Sunday, September 06, 2009

Judge orders restoration of services to elderly and disabled adults

The Washington State Legislature went through a grueling session a few months ago. A several billion dollar shortfall necessitated drastic decisions. The Democratic Govenor, Democratic Senate, and Democratic House chose mostly deep cuts in services and no tax increases to solve the problem. There were many disappointed citizens. Even the Republican Party of No! was not happy in the end. But, many recipients of services and their families were devistated.

On Friday, a Judge ordered some services to be reinstated.

Here's the story:

By Christine Clarridge Seattle Times staff reporter

A U.S. District Court judge has ordered that the state restore Adult Day Health services to elderly and disabled people, at least temporarily.

District Court Judge Richard A. Jones issued an injunction to restore the benefits received by about 950 Washington adults who were cut off from nursing and therapy services as a result of statewide budget cuts to the Department of Social and Health Services (DSHS).

Citing extraordinary budget pressures, the state Legislature earlier this year cut funding for Adult Day Health, which provided social and medical therapy to vulnerable adults living at home or in community-residential services.

The cuts went into effect on July 1.

According to Louise Ryan, a spokeswoman for Washington State Long-Term Care Ombudsman, however, the state violated federal Medicaid and due-process law by failing to give clients proper notice or seek replacement services for those affected.

"The sudden loss of skilled services has been devastating for many of these very frail and vulnerable people," Ryan said.

Ryan said that people who had lost their services should contact their Adult Day Health provider immediately.

The lawsuit was initially filed on behalf of 27 adults who had been cut off from the adult day-care services, but the judge certified the case as a class-action lawsuit.

DSHS has defended the cuts, saying that in these tough economic times the needs of vulnerable people must be weighed against those who have equal or greater needs.

In a written order released on Friday, Judge Jones said the injunction was temporary and the state could seek to make the cuts again once it gives recipients proper notice.

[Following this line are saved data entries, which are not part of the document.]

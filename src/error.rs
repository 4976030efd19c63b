//! Error types shared across fetching, queueing, persistence and delivery.
//!
//! Every failure a poll cycle can hit is classified here so the loop can
//! decide between "retry now", "skip this source until next cycle" and
//! "leave the item pending".

use std::fmt;
use std::path::PathBuf;
use thiserror::Error;

/// Failure while fetching a headline or an article body from a source.
#[derive(Debug, Error)]
pub enum FetchError {
    /// The page loaded but the expected structural element was absent.
    #[error("{what} not found at {url}")]
    NotFound { url: String, what: String },

    /// Network or automation-driver failure. Retried.
    #[error("transport error: {0}")]
    Transport(String),

    /// The remote end did not answer in time. Retried.
    #[error("timed out: {0}")]
    Timeout(String),

    /// The remote end answered with a definitive refusal (4xx, invalid
    /// selector, bad session arguments). Not retried.
    #[error("request rejected: {0}")]
    Rejected(String),

    /// A browser session or HTTP resource could not be acquired within the
    /// retry budget.
    #[error("resource unavailable after {attempts} attempts: {last}")]
    ResourceUnavailable { attempts: u32, last: String },
}

impl FetchError {
    pub fn not_found(url: impl Into<String>, what: impl Into<String>) -> Self {
        FetchError::NotFound {
            url: url.into(),
            what: what.into(),
        }
    }

    /// Whether the failure belongs to the transient set that the resource
    /// session retries.
    pub fn is_transient(&self) -> bool {
        matches!(self, FetchError::Transport(_) | FetchError::Timeout(_))
    }
}

impl From<reqwest::Error> for FetchError {
    fn from(err: reqwest::Error) -> Self {
        if err.is_timeout() {
            FetchError::Timeout(err.to_string())
        } else if err.is_builder() {
            FetchError::Rejected(err.to_string())
        } else {
            FetchError::Transport(err.to_string())
        }
    }
}

/// Anything the resource session can retry must say whether a given failure
/// is worth another attempt.
pub trait Transient {
    fn is_transient(&self) -> bool;
}

impl Transient for FetchError {
    fn is_transient(&self) -> bool {
        FetchError::is_transient(self)
    }
}

/// Outcome of a failed resource acquisition.
#[derive(Debug, Error)]
pub enum SessionError<E>
where
    E: fmt::Display + fmt::Debug,
{
    /// Every attempt failed with a transient error.
    #[error("resource unavailable after {attempts} attempts: {last}")]
    Unavailable { attempts: u32, last: E },

    /// A non-transient failure stopped the retry loop early.
    #[error("{0}")]
    Fatal(E),
}

impl From<SessionError<FetchError>> for FetchError {
    fn from(err: SessionError<FetchError>) -> Self {
        match err {
            SessionError::Unavailable { attempts, last } => FetchError::ResourceUnavailable {
                attempts,
                last: last.to_string(),
            },
            SessionError::Fatal(e) => e,
        }
    }
}

/// Misuse of the pending queue.
#[derive(Debug, Error, PartialEq, Eq)]
pub enum QueueError {
    #[error("commit called on an empty queue")]
    Empty,
}

/// Failure handing a message to the delivery channel.
#[derive(Debug, Error)]
pub enum DeliveryError {
    /// Rate limiting, server errors, network trouble.
    #[error("transient delivery failure: {0}")]
    Transient(String),

    /// The channel refused the message itself (malformed text, bad chat id).
    #[error("delivery rejected: {0}")]
    Permanent(String),
}

impl DeliveryError {
    pub fn is_retryable(&self) -> bool {
        matches!(self, DeliveryError::Transient(_))
    }
}

impl From<reqwest::Error> for DeliveryError {
    fn from(err: reqwest::Error) -> Self {
        // Bot API urls carry the token.
        let err = err.without_url();
        if err.is_builder() || err.is_decode() {
            DeliveryError::Permanent(err.to_string())
        } else {
            DeliveryError::Transient(err.to_string())
        }
    }
}

/// Failure reading or writing the persisted last-announced ids.
#[derive(Debug, Error)]
pub enum StoreError {
    #[error("state file {path}: {source}")]
    Io {
        path: PathBuf,
        #[source]
        source: std::io::Error,
    },

    #[error("invalid source key {0:?}")]
    InvalidKey(String),
}

/// Failure loading the YAML configuration.
#[derive(Debug, Error)]
pub enum ConfigError {
    #[error("cannot read config {path}: {source}")]
    Io {
        path: PathBuf,
        #[source]
        source: std::io::Error,
    },

    #[error("cannot parse config: {0}")]
    Parse(#[from] serde_yaml::Error),

    #[error("invalid config: {0}")]
    Invalid(String),
}
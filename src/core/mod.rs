//! Core types for the editor.
//!
//! Timeline units, identifiers and the error taxonomy shared by the media
//! registry, the timeline model and the playback components.

pub mod error;
pub mod id;
pub mod time;

// Re-export core data structures for easier access.
pub use error::{EditorError, Result};
pub use id::{ClipId, IdAllocator, MediaId, TrackId};
pub use time::{Units, ZERO};
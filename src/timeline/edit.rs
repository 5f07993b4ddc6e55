//! Cut/undo/redo toolbar actions.
//!
//! There is no edit history: the actions only log and track which buttons
//! are enabled.

#[derive(Debug, Clone, Default, PartialEq, Eq)]
pub struct EditActions {
    can_undo: bool,
    can_redo: bool,
}

impl EditActions {
    pub fn new() -> Self {
        Self::default()
    }

    pub fn cut(&mut self) {
        log::info!("Timeline cut action performed");
        self.can_undo = true;
    }

    /// Returns `false` when undo is not available
    pub fn undo(&mut self) -> bool {
        if !self.can_undo {
            return false;
        }
        log::info!("Timeline undo action performed");
        self.can_redo = true;
        true
    }

    /// Returns `false` when redo is not available
    pub fn redo(&mut self) -> bool {
        if !self.can_redo {
            return false;
        }
        log::info!("Timeline redo action performed");
        true
    }

    pub fn can_undo(&self) -> bool {
        self.can_undo
    }

    pub fn can_redo(&self) -> bool {
        self.can_redo
    }
}
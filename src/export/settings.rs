//! Export settings.

use serde::{Deserialize, Serialize};
use std::fmt;

use crate::core::error::{EditorError, Result};

pub const MIN_QUALITY: u8 = 10;
pub const MAX_QUALITY: u8 = 100;
const FRAMERATES: [u32; 3] = [24, 30, 60];

/// Output container
#[derive(Debug, Clone, Copy, PartialEq, Eq, Default, Serialize, Deserialize)]
#[serde(rename_all = "lowercase")]
pub enum Format {
    #[default]
    Mp4,
    Mov,
    Avi,
}

#[derive(Debug, Clone, Copy, PartialEq, Eq, Default, Serialize, Deserialize)]
#[serde(rename_all = "lowercase")]
pub enum Codec {
    #[default]
    H264,
    H265,
    Vp9,
}

/// Output frame size presets
#[derive(Debug, Clone, Copy, PartialEq, Eq, Default, Serialize, Deserialize)]
pub enum Resolution {
    #[serde(rename = "3840x2160")]
    Uhd,
    #[default]
    #[serde(rename = "1920x1080")]
    FullHd,
    #[serde(rename = "1280x720")]
    Hd,
    #[serde(rename = "854x480")]
    Sd,
}

impl Resolution {
    pub fn dimensions(&self) -> (u32, u32) {
        match self {
            Resolution::Uhd => (3840, 2160),
            Resolution::FullHd => (1920, 1080),
            Resolution::Hd => (1280, 720),
            Resolution::Sd => (854, 480),
        }
    }

    /// Menu label, e.g. "1080p (1920x1080)"
    pub fn label(&self) -> String {
        let (width, height) = self.dimensions();
        let name = match self {
            Resolution::Uhd => "4K",
            Resolution::FullHd => "1080p",
            Resolution::Hd => "720p",
            Resolution::Sd => "480p",
        };
        format!("{} ({}x{})", name, width, height)
    }
}

impl fmt::Display for Resolution {
    fn fmt(&self, f: &mut fmt::Formatter<'_>) -> fmt::Result {
        let (width, height) = self.dimensions();
        write!(f, "{}x{}", width, height)
    }
}

/// Export settings as chosen in the export dialog
#[derive(Debug, Clone, PartialEq, Serialize, Deserialize)]
#[serde(default)]
pub struct ExportSettings {
    pub filename: String,
    pub format: Format,
    pub codec: Codec,
    pub resolution: Resolution,
    pub framerate: u32,
    /// Percentage in `[10, 100]`
    pub quality: u8,
}

impl ExportSettings {
    pub fn validate(&self) -> Result<()> {
        if self.filename.trim().is_empty() {
            return Err(EditorError::InvalidExportSettings(
                "filename must not be empty".to_string(),
            ));
        }
        if !(MIN_QUALITY..=MAX_QUALITY).contains(&self.quality) {
            return Err(EditorError::InvalidExportSettings(format!(
                "quality must be between {} and {}, got {}",
                MIN_QUALITY, MAX_QUALITY, self.quality
            )));
        }
        if !FRAMERATES.contains(&self.framerate) {
            return Err(EditorError::InvalidExportSettings(format!(
                "unsupported framerate {}",
                self.framerate
            )));
        }
        Ok(())
    }

    /// Output file name with the container extension, e.g. "my-video.mp4"
    pub fn output_name(&self) -> String {
        let extension = match self.format {
            Format::Mp4 => "mp4",
            Format::Mov => "mov",
            Format::Avi => "avi",
        };
        format!("{}.{}", self.filename.trim(), extension)
    }
}

impl Default for ExportSettings {
    fn default() -> Self {
        Self {
            filename: "my-video".to_string(),
            format: Format::Mp4,
            codec: Codec::H264,
            resolution: Resolution::FullHd,
            framerate: 30,
            quality: 75,
        }
    }
}
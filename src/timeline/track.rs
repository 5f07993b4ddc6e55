//! Track data structure for managing clips on video/audio tracks.

use serde::{Deserialize, Serialize};
use std::fmt;

use crate::core::error::{EditorError, Result};
use crate::core::id::{ClipId, TrackId};
use crate::core::time::{Units, ZERO};
use crate::media::kind::MediaKind;
use crate::timeline::clip::Clip;

/// Type of track (video or audio)
#[derive(Debug, Clone, Copy, PartialEq, Eq, Hash, Serialize, Deserialize)]
#[serde(rename_all = "lowercase")]
pub enum TrackKind {
    Video,
    Audio,
}

impl TrackKind {
    /// Whether media of `kind` may be placed on a track of this kind.
    /// Video tracks take video and images; audio tracks take audio only.
    pub fn accepts(&self, kind: MediaKind) -> bool {
        matches!(
            (self, kind),
            (TrackKind::Video, MediaKind::Video)
                | (TrackKind::Video, MediaKind::Image)
                | (TrackKind::Audio, MediaKind::Audio)
        )
    }

    /// Capitalised label used for default track names
    pub fn label(&self) -> &'static str {
        match self {
            TrackKind::Video => "Video",
            TrackKind::Audio => "Audio",
        }
    }
}

impl fmt::Display for TrackKind {
    fn fmt(&self, f: &mut fmt::Formatter<'_>) -> fmt::Result {
        match self {
            TrackKind::Video => f.write_str("video"),
            TrackKind::Audio => f.write_str("audio"),
        }
    }
}

/// A track holds clips of one kind.
///
/// Clips are kept sorted by `start`; clips with equal starts keep their
/// insertion order. Overlap is allowed and only reported.
#[derive(Debug, Clone, PartialEq)]
pub struct Track {
    pub id: TrackId,
    pub name: String,
    pub kind: TrackKind,
    pub muted: bool,
    visible: bool,
    pub clips: Vec<Clip>, // Sorted by start
}

impl Track {
    pub fn new(id: TrackId, kind: TrackKind, name: &str) -> Self {
        Self {
            id,
            name: name.to_string(),
            kind,
            muted: false,
            visible: true,
            clips: Vec::new(),
        }
    }

    /// Add a clip after checking that its media kind suits this track.
    ///
    /// Clips without a media kind are always accepted.
    pub fn add_clip(&mut self, clip: Clip) -> Result<()> {
        if let Some(media) = clip.media_kind {
            if !self.kind.accepts(media) {
                return Err(EditorError::IncompatibleKind {
                    track: self.kind,
                    media,
                });
            }
        }

        let overlapping = self.overlapping(&clip);
        if !overlapping.is_empty() {
            log::debug!(
                "Clip {} on track {} overlaps clips {:?}",
                clip.id,
                self.id,
                overlapping
            );
        }

        let pos = self.clips.partition_point(|c| c.start <= clip.start);
        self.clips.insert(pos, clip);
        Ok(())
    }

    /// Ids of existing clips that overlap `clip`
    pub fn overlapping(&self, clip: &Clip) -> Vec<ClipId> {
        self.clips
            .iter()
            .filter(|existing| existing.id != clip.id && existing.overlaps_with(clip))
            .map(|existing| existing.id)
            .collect()
    }

    /// Remove a clip by ID.
    pub fn remove_clip(&mut self, clip_id: ClipId) -> Option<Clip> {
        let pos = self.clips.iter().position(|c| c.id == clip_id)?;
        Some(self.clips.remove(pos))
    }

    pub fn clip(&self, clip_id: ClipId) -> Option<&Clip> {
        self.clips.iter().find(|c| c.id == clip_id)
    }

    /// Find the first clip containing a timeline position
    pub fn clip_at(&self, position: Units) -> Option<&Clip> {
        self.clips.iter().find(|clip| clip.contains(position))
    }

    /// Clips that intersect `[start, end]`
    pub fn clips_in_range(&self, start: Units, end: Units) -> Vec<&Clip> {
        self.clips
            .iter()
            .filter(|clip| clip.start <= end && clip.end() >= start)
            .collect()
    }

    /// End of the last clip, or 0 if the track is empty
    pub fn duration(&self) -> Units {
        self.clips.iter().map(Clip::end).fold(ZERO, Units::max)
    }

    pub fn set_muted(&mut self, muted: bool) {
        self.muted = muted;
    }

    /// Set visibility. Only video tracks can be hidden; audio tracks stay visible.
    pub fn set_visible(&mut self, visible: bool) {
        match self.kind {
            TrackKind::Video => self.visible = visible,
            TrackKind::Audio => log::debug!("Ignoring visibility change on audio track {}", self.id),
        }
    }

    pub fn is_visible(&self) -> bool {
        self.visible
    }
}

#[cfg(test)]
mod tests {
    use super::*;
    use crate::core::id::MediaId;
    use crate::timeline::clip::ClipSource;

    fn media_clip(id: ClipId, kind: MediaKind, start: Units) -> Clip {
        let source = ClipSource {
            media_id: Some(MediaId::from("m")),
            kind,
            title: "m".into(),
            duration: 10.0,
        };
        Clip::from_source(id, &source, start)
    }

    #[test]
    fn test_track_creation() {
        let track = Track::new(1, TrackKind::Video, "Video 1");
        assert_eq!(track.clips.len(), 0);
        assert!(!track.muted);
        assert!(track.is_visible());
        assert_eq!(track.duration(), 0.0);
    }

    #[test]
    fn test_accepts() {
        assert!(TrackKind::Video.accepts(MediaKind::Video));
        assert!(TrackKind::Video.accepts(MediaKind::Image));
        assert!(!TrackKind::Video.accepts(MediaKind::Audio));
        assert!(TrackKind::Audio.accepts(MediaKind::Audio));
        assert!(!TrackKind::Audio.accepts(MediaKind::Video));
        assert!(!TrackKind::Audio.accepts(MediaKind::Image));
    }

    #[test]
    fn test_add_clip_rejects_incompatible_kind() {
        let mut track = Track::new(1, TrackKind::Audio, "Audio 1");
        let result = track.add_clip(media_clip(1, MediaKind::Video, 0.0));

        assert_eq!(
            result,
            Err(EditorError::IncompatibleKind {
                track: TrackKind::Audio,
                media: MediaKind::Video,
            })
        );
        assert!(track.clips.is_empty());
    }

    #[test]
    fn test_overlap_is_allowed() {
        let mut track = Track::new(1, TrackKind::Video, "Video 1");
        track.add_clip(media_clip(1, MediaKind::Video, 0.0)).unwrap();

        let second = media_clip(2, MediaKind::Image, 5.0);
        assert_eq!(track.overlapping(&second), vec![1]);
        assert!(track.add_clip(second).is_ok());
        assert_eq!(track.clips.len(), 2);
    }

    #[test]
    fn test_sorted_order() {
        let mut track = Track::new(1, TrackKind::Video, "Video 1");

        track.add_clip(Clip::new(1, "a", 20.0, 5.0)).unwrap();
        track.add_clip(Clip::new(2, "b", 0.0, 5.0)).unwrap();
        track.add_clip(Clip::new(3, "c", 10.0, 5.0)).unwrap();
        track.add_clip(Clip::new(4, "d", 0.0, 5.0)).unwrap();

        let ids: Vec<_> = track.clips.iter().map(|c| c.id).collect();
        // Equal starts keep insertion order
        assert_eq!(ids, vec![2, 4, 3, 1]);
    }

    #[test]
    fn test_clip_at_and_range() {
        let mut track = Track::new(1, TrackKind::Video, "Video 1");
        track.add_clip(Clip::new(1, "a", 0.0, 5.0)).unwrap();
        track.add_clip(Clip::new(2, "b", 10.0, 5.0)).unwrap();
        track.add_clip(Clip::new(3, "c", 20.0, 5.0)).unwrap();

        assert_eq!(track.clip_at(12.0).map(|c| c.id), Some(2));
        assert!(track.clip_at(7.0).is_none());

        let clips = track.clips_in_range(2.0, 12.0);
        assert_eq!(clips.len(), 2);
        assert!(clips.iter().any(|c| c.id == 1));
        assert!(clips.iter().any(|c| c.id == 2));
    }

    #[test]
    fn test_duration_and_remove() {
        let mut track = Track::new(1, TrackKind::Audio, "Audio 1");
        track.add_clip(Clip::new(1, "a", 0.0, 20.0)).unwrap();
        track.add_clip(Clip::new(2, "b", 5.0, 3.0)).unwrap();
        assert_eq!(track.duration(), 20.0);

        assert!(track.remove_clip(1).is_some());
        assert_eq!(track.duration(), 8.0);
        assert!(track.remove_clip(1).is_none());
    }

    #[test]
    fn test_visibility_only_for_video() {
        let mut video = Track::new(1, TrackKind::Video, "Video 1");
        video.set_visible(false);
        assert!(!video.is_visible());

        let mut audio = Track::new(2, TrackKind::Audio, "Audio 1");
        audio.set_visible(false);
        assert!(audio.is_visible());
    }
}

"The court also understands that certain budgetary decisions must be made that may adversely impact certain classes of our citizenry," Jones wrote. "The court will not, however, countenance such decisions when their implementation violates fundamental due-process rights. The record is clear that DSHS's termination actions did not comport with due process."

According to the ruling, DSHS must reinstate Adult Day Health benefits to all the adults who previously had been receiving benefits until the department is able to make meaningful reassessments of individual needs, issue timely notices of a reduction or termination in services and give information about alternative community-based support services.

The injunction is one of several that have been granted in response to the state's effort to cut services to vulnerable individuals.

In June, a U.S. District Court judge in Tacoma issued an injunction preventing the state from cutting the number of hours of in-home care provided to families who care for their special-needs children at home.